Dian bersama Prof Kuwat Triyana dan rekan-rekan peneliti lainnya menyusun proof of concept (evaluasi gagasan) mengenai VOC terkait Covid-19.
Baca juga: UPDATE Covid-19 Jumat 5 Maret 2021 Petang: Kasus Baru Tambah 6.971, Berikut Peta Sebarannya
“Tujuan proof of concept itu adalah untuk memetakan dan membandingkan VOC orang sakit Covid-19 dengan VOC orang sehat atau berpenyakit lain,” jelas Dian yang juga merupakan Peneliti Neurogenetic dan Protein Sensing UGM, dalam diskusi yang diselenggarakan oleh The Conversation Indonesia dan Direktorat Pengembangan Usaha dan Inovasi (DitPUI) UGM, Kamis (4/3/2021).
Pada tahap evaluasi gagasan tersebut, protokol proof of concept divalidasi oleh Komite Etik FK UGM, Clinicaltrials.gov, dan Dirjen Farmalkes Kemenkes.
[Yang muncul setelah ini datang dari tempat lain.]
//! # Shape Geometry Resolver
//!
//! Surface area of a fabricated product, in m², per product family and
//! display-stand subtype. Dimensions arrive in millimeters and are
//! converted to meters before any multiplication.
//!
//! ## Notation
//!
//! - `w` = width, `h` = height, `d` = depth (meters)
//! - `n_s` = shelf count, `n_p` = partition count, `n_k` = pocket count
//!
//! A missing dimension is zero, which degenerates the formulas that use it.
//! Nothing here fails: an unknown family has already been resolved to the
//! flat panel formula and an unknown stand subtype uses the default stand.
//!
//! ## Example
//!
//! ```rust
//! use pricing_core::calculations::geometry::{surface, Dimensions, ShapeFeatures};
//! use pricing_core::calculations::ShapeParams;
//! use pricing_core::catalog::ShapeKind;
//!
//! let dims = Dimensions::from_mm(1000.0, 500.0, 0.0);
//! let area = surface(ShapeKind::FlatPanel, None, &dims, &ShapeParams::default(), ShapeFeatures::NONE);
//! assert!((area.0 - 0.5).abs() < 1e-12);
//! ```

use serde::{Deserialize, Serialize};

use super::ShapeParams;
use crate::catalog::{ShapeKind, StandSubtype};
use crate::units::{Meters, Millimeters, SquareMeters};

/// Topper height as a fraction of stand height
pub const TOPPER_HEIGHT_RATIO: f64 = 0.2;

/// Riser height on a stepped stand (m)
pub const STEP_RISER_HEIGHT_M: f64 = 0.05;

/// Pocket depth on a wall-hung stand (m)
pub const POCKET_HEIGHT_M: f64 = 0.1;

/// Heavy base oversize factor on a floor stand
pub const FLOOR_BASE_FACTOR: f64 = 1.5;

/// Frame strip width on a floor stand (m)
pub const FLOOR_FRAME_WIDTH_M: f64 = 0.1;

/// Shelf segment height on a floor stand (m)
pub const FLOOR_SEGMENT_HEIGHT_M: f64 = 0.2;

/// Divider height in a cosmetics organizer (m)
pub const ORGANIZER_DIVIDER_HEIGHT_M: f64 = 0.08;

/// Divider strip height on an impulse display shelf (m)
pub const IMPULSE_DIVIDER_HEIGHT_M: f64 = 0.05;

/// Product envelope in meters.
#[derive(Debug, Clone, Copy, PartialEq, Default, Serialize, Deserialize)]
pub struct Dimensions {
    pub width: Meters,
    pub height: Meters,
    pub depth: Meters,
}

impl Dimensions {
    /// Convert millimeter inputs. Negative or non-finite values become zero.
    pub fn from_mm(width_mm: f64, height_mm: f64, depth_mm: f64) -> Self {
        Dimensions {
            width: Millimeters(sanitize(width_mm)).into(),
            height: Millimeters(sanitize(height_mm)).into(),
            depth: Millimeters(sanitize(depth_mm)).into(),
        }
    }

    /// (w, h, d) as raw meters
    pub fn whd(&self) -> (f64, f64, f64) {
        (self.width.0, self.height.0, self.depth.0)
    }
}

fn sanitize(mm: f64) -> f64 {
    if mm.is_finite() && mm > 0.0 {
        mm
    } else {
        0.0
    }
}

/// Option-driven geometry changes.
#[derive(Debug, Clone, Copy, PartialEq, Eq, Default)]
pub struct ShapeFeatures {
    /// Lid panel (w × d) on containers and display cases
    pub lid: bool,
    /// Container bottom priced separately, excluded from the surface
    pub separate_bottom: bool,
    /// Header topper on pedestal and pegboard stands
    pub topper: bool,
}

impl ShapeFeatures {
    /// No geometry-changing options selected
    pub const NONE: ShapeFeatures = ShapeFeatures {
        lid: false,
        separate_bottom: false,
        topper: false,
    };
}

/// Surface area for a shape, dispatched on the family's geometry kind.
pub fn surface(
    shape: ShapeKind,
    subtype: Option<StandSubtype>,
    dims: &Dimensions,
    params: &ShapeParams,
    features: ShapeFeatures,
) -> SquareMeters {
    let area = match shape {
        ShapeKind::FlatPanel | ShapeKind::SignBox | ShapeKind::LedSign => face_surface(dims),
        ShapeKind::Container => container_surface(dims, params, features),
        ShapeKind::DisplayCase => display_case_surface(dims, features),
        ShapeKind::ProtectiveEnclosure => open_box_surface(dims),
        ShapeKind::DisplayStand => stand_surface(subtype, dims, params, features),
        ShapeKind::ImpulseDisplay => impulse_surface(dims, params),
    };
    SquareMeters(area.max(0.0))
}

/// Single face: w·h
///
/// Sign boxes and LED signs are priced on the face only; backing and
/// returns are covered by their cost path.
pub fn face_surface(dims: &Dimensions) -> f64 {
    (dims.width * dims.height).0
}

/// Five-panel open box: 2wh + 2dh + wd
pub fn open_box_surface(dims: &Dimensions) -> f64 {
    let (w, h, d) = dims.whd();
    2.0 * w * h + 2.0 * d * h + w * d
}

/// Container: walls, bottom (unless separate), lid, internal partitions.
///
/// ```text
/// A = 2wh + 2dh + [wd]bottom + [wd]lid + n_p·h·d
/// ```
pub fn container_surface(dims: &Dimensions, params: &ShapeParams, features: ShapeFeatures) -> f64 {
    let (w, h, d) = dims.whd();
    let walls = 2.0 * w * h + 2.0 * d * h;
    let bottom = if features.separate_bottom { 0.0 } else { w * d };
    let lid = if features.lid { w * d } else { 0.0 };
    let partitions = f64::from(params.partitions) * h * d;
    walls + bottom + lid + partitions
}

/// Display case: open box plus optional lid
pub fn display_case_surface(dims: &Dimensions, features: ShapeFeatures) -> f64 {
    let (w, _, d) = dims.whd();
    let lid = if features.lid { w * d } else { 0.0 };
    open_box_surface(dims) + lid
}

/// Base + back + two sides: wd + wh + 2dh
fn stand_carcass(w: f64, h: f64, d: f64) -> f64 {
    w * d + w * h + 2.0 * d * h
}

fn topper(w: f64, h: f64, features: ShapeFeatures) -> f64 {
    if features.topper {
        w * TOPPER_HEIGHT_RATIO * h
    } else {
        0.0
    }
}

/// Display stand surface by subtype.
///
/// ```text
/// pedestal      wd + wh + 2dh + [0.2·wh]topper
/// stepped       wd + wh + 2dh + wd(treads) + n_s·w·0.05
/// pegboard      wd + wh + 2dh + [0.2·wh]topper
/// wall-hung     wh + n_k·w·0.1
/// floor-stand   1.5wd + 2h·0.1 + n_s·w·0.2
/// cosmetics     wd + wh + 2dh + n_s·wd + n_s·n_p·d·0.08
/// default       wh + 2dh + wd
/// ```
pub fn stand_surface(
    subtype: Option<StandSubtype>,
    dims: &Dimensions,
    params: &ShapeParams,
    features: ShapeFeatures,
) -> f64 {
    let (w, h, d) = dims.whd();
    let shelves = f64::from(params.shelves);

    match subtype {
        Some(StandSubtype::Pedestal) | Some(StandSubtype::Pegboard) => {
            stand_carcass(w, h, d) + topper(w, h, features)
        }
        Some(StandSubtype::Stepped) => {
            // n_s treads of depth d/n_s each sum to one w·d
            let treads = if params.shelves > 0 { shelves * w * (d / shelves) } else { 0.0 };
            let risers = shelves * w * STEP_RISER_HEIGHT_M;
            stand_carcass(w, h, d) + treads + risers
        }
        Some(StandSubtype::WallHung) => {
            w * h + f64::from(params.pockets) * w * POCKET_HEIGHT_M
        }
        Some(StandSubtype::FloorStand) => {
            FLOOR_BASE_FACTOR * w * d
                + 2.0 * h * FLOOR_FRAME_WIDTH_M
                + shelves * w * FLOOR_SEGMENT_HEIGHT_M
        }
        Some(StandSubtype::CosmeticsOrganizer) => {
            let shelf_area = shelves * w * d;
            let dividers = shelves * f64::from(params.partitions) * d * ORGANIZER_DIVIDER_HEIGHT_M;
            stand_carcass(w, h, d) + shelf_area + dividers
        }
        None => w * h + 2.0 * d * h + w * d,
    }
}

/// Impulse display: back, two sides, shelves, divider strips.
///
/// ```text
/// A = wh + 2dh + n_s·wd + n_s·2·d·0.05
/// ```
pub fn impulse_surface(dims: &Dimensions, params: &ShapeParams) -> f64 {
    let (w, h, d) = dims.whd();
    let shelves = f64::from(params.shelves);
    w * h + 2.0 * d * h + shelves * w * d + shelves * 2.0 * d * IMPULSE_DIVIDER_HEIGHT_M
}

#[cfg(test)]
mod tests {
    use super::*;

    fn params() -> ShapeParams {
        ShapeParams::default()
    }

    fn area(shape: ShapeKind, subtype: Option<StandSubtype>, dims: &Dimensions, p: &ShapeParams, f: ShapeFeatures) -> f64 {
        surface(shape, subtype, dims, p, f).0
    }

    #[test]
    fn test_flat_panel_surface() {
        let dims = Dimensions::from_mm(1000.0, 500.0, 0.0);
        assert!((area(ShapeKind::FlatPanel, None, &dims, &params(), ShapeFeatures::NONE) - 0.5).abs() < 1e-12);

        // Depth does not matter for a flat panel
        let deep = Dimensions::from_mm(1000.0, 500.0, 300.0);
        assert!((area(ShapeKind::FlatPanel, None, &deep, &params(), ShapeFeatures::NONE) - 0.5).abs() < 1e-12);
    }

    #[test]
    fn test_container_surface() {
        // 0.4 × 0.3 × 0.2 m
        let dims = Dimensions::from_mm(400.0, 300.0, 200.0);
        // 2(0.12) + 2(0.06) + 0.08 = 0.44
        let base = area(ShapeKind::Container, None, &dims, &params(), ShapeFeatures::NONE);
        assert!((base - 0.44).abs() < 1e-12);

        let lidded = ShapeFeatures { lid: true, ..ShapeFeatures::NONE };
        assert!((area(ShapeKind::Container, None, &dims, &params(), lidded) - 0.52).abs() < 1e-12);

        let no_bottom = ShapeFeatures { separate_bottom: true, ..ShapeFeatures::NONE };
        assert!((area(ShapeKind::Container, None, &dims, &params(), no_bottom) - 0.36).abs() < 1e-12);

        let p = ShapeParams { partitions: 2, ..params() };
        // + 2 × 0.3 × 0.2 = 0.12
        assert!((area(ShapeKind::Container, None, &dims, &p, ShapeFeatures::NONE) - 0.56).abs() < 1e-12);
    }

    #[test]
    fn test_display_case_and_enclosure() {
        let dims = Dimensions::from_mm(400.0, 300.0, 200.0);
        let lidded = ShapeFeatures { lid: true, ..ShapeFeatures::NONE };
        assert!((area(ShapeKind::DisplayCase, None, &dims, &params(), ShapeFeatures::NONE) - 0.44).abs() < 1e-12);
        assert!((area(ShapeKind::DisplayCase, None, &dims, &params(), lidded) - 0.52).abs() < 1e-12);
        // Enclosures never take a lid
        assert!((area(ShapeKind::ProtectiveEnclosure, None, &dims, &params(), lidded) - 0.44).abs() < 1e-12);
    }

    #[test]
    fn test_sign_faces() {
        let dims = Dimensions::from_mm(800.0, 600.0, 120.0);
        assert!((area(ShapeKind::SignBox, None, &dims, &params(), ShapeFeatures::NONE) - 0.48).abs() < 1e-12);
        assert!((area(ShapeKind::LedSign, None, &dims, &params(), ShapeFeatures::NONE) - 0.48).abs() < 1e-12);
    }

    #[test]
    fn test_stand_subtypes() {
        // w = 0.5, h = 1.0, d = 0.4
        let dims = Dimensions::from_mm(500.0, 1000.0, 400.0);
        let carcass = 0.2 + 0.5 + 0.8;
        let with_topper = ShapeFeatures { topper: true, ..ShapeFeatures::NONE };

        let pedestal = area(ShapeKind::DisplayStand, Some(StandSubtype::Pedestal), &dims, &params(), ShapeFeatures::NONE);
        assert!((pedestal - carcass).abs() < 1e-12);
        let topped = area(ShapeKind::DisplayStand, Some(StandSubtype::Pegboard), &dims, &params(), with_topper);
        assert!((topped - (carcass + 0.1)).abs() < 1e-12);

        let p = ShapeParams { shelves: 3, partitions: 2, pockets: 4, ..params() };

        let stepped = area(ShapeKind::DisplayStand, Some(StandSubtype::Stepped), &dims, &p, ShapeFeatures::NONE);
        // treads 0.2 + risers 3 × 0.5 × 0.05
        assert!((stepped - (carcass + 0.2 + 0.075)).abs() < 1e-12);

        let wall = area(ShapeKind::DisplayStand, Some(StandSubtype::WallHung), &dims, &p, ShapeFeatures::NONE);
        assert!((wall - (0.5 + 4.0 * 0.5 * 0.1)).abs() < 1e-12);

        let floor = area(ShapeKind::DisplayStand, Some(StandSubtype::FloorStand), &dims, &p, ShapeFeatures::NONE);
        assert!((floor - (0.3 + 0.2 + 0.3)).abs() < 1e-12);

        let cosmetics = area(ShapeKind::DisplayStand, Some(StandSubtype::CosmeticsOrganizer), &dims, &p, ShapeFeatures::NONE);
        // shelves 3 × 0.2, dividers 3 × 2 × 0.4 × 0.08
        assert!((cosmetics - (carcass + 0.6 + 0.192)).abs() < 1e-12);

        let default = area(ShapeKind::DisplayStand, None, &dims, &p, ShapeFeatures::NONE);
        assert!((default - (0.5 + 0.8 + 0.2)).abs() < 1e-12);
    }

    #[test]
    fn test_stepped_without_shelves_has_no_treads() {
        let dims = Dimensions::from_mm(500.0, 1000.0, 400.0);
        let stepped = area(ShapeKind::DisplayStand, Some(StandSubtype::Stepped), &dims, &params(), ShapeFeatures::NONE);
        assert!(stepped.is_finite());
        assert!((stepped - 1.5).abs() < 1e-12);
    }

    #[test]
    fn test_impulse_display() {
        let dims = Dimensions::from_mm(500.0, 1000.0, 400.0);
        let p = ShapeParams { shelves: 2, ..params() };
        // 0.5 + 0.8 + 2 × 0.2 + 2 × 2 × 0.4 × 0.05
        let a = area(ShapeKind::ImpulseDisplay, None, &dims, &p, ShapeFeatures::NONE);
        assert!((a - (0.5 + 0.8 + 0.4 + 0.08)).abs() < 1e-12);
    }

    #[test]
    fn test_degenerate_dimensions_are_zero_not_nan() {
        let dims = Dimensions::from_mm(f64::NAN, -200.0, 0.0);
        for shape in ShapeKind::ALL {
            let a = area(shape, None, &dims, &params(), ShapeFeatures::NONE);
            assert_eq!(a, 0.0, "{shape} should have zero area");
        }
    }
}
Setelah itu, tim peneliti diizinkan oleh Komite Etik FK UGM melakukan proof of concept dengan alat prototipe. Alat prototipe itu menskrining VOC orang sehat, pasien sakit non-covid (asma, TBC, penyakit paru obstruktif kronis/PPOK), dan orang sakit Covid-19 di RS Bhayangkara dan RS Lapangan Khusus Covid-19. Napas semua pasien diambil berulangkali pada tahap itu.
Berdasarkan hasil proof of concept, tim peneliti menyusun hipotesis bahwa alat prototipe GeNose C19 bisa menskrining VOC pasien penyakit Covid-19. Hasil tersebut dilaporkan tim peneliti ke Komite Etik dan DitPUI UGM yang telah menaungi tahap proof of concept.
“Kami juga meninjau pustaka terkait penelitian breathalyzer untuk VOC TBC dan menemukan tingkat sensitivitasnya rendah sekali. Setelah kami tinjau, desain secara teknis kurang tepat yaitu pada sampling system-nya,” ungkap Dian.
Ia melanjutkan, sampling system GeNose C19 jauh lebih stabil daripada alat serupa dari negara lain. Pengeluaran VOC akan berbeda-beda tergantung pada cara seseorang menghembuskan napas.
“Kami mencari Alveolar VOC yang hanya didapat ketika pasien tidak meniupkan langsung pada alat, sehingga kami sediakan kantong plastik agar pasien dapat hembuskan napas seperti biasa,” jelas Dian.
Dian dan tim peneliti memantau dinamika perubahan VOC pasien Covid-19 dari hari pertama pasien dinyatakan positif Covid-19 hingga negatif. Melalui pemantauan ketat itu, tim peneliti GeNose C19 menemukan bahwa pola VOC pasien positif Covid-19 benar-benar berbeda dari orang yang negatif.
Setelah itu, penelitian masuk ke tahap validasi. “Saya sebagai klinisi dan pengguna alat kesehatan juga sangat berpatokan pada validasi alat kesehatan sehingga saya sangat memahami keharusan tahap validasi dan realibilitas itu,” tuturnya.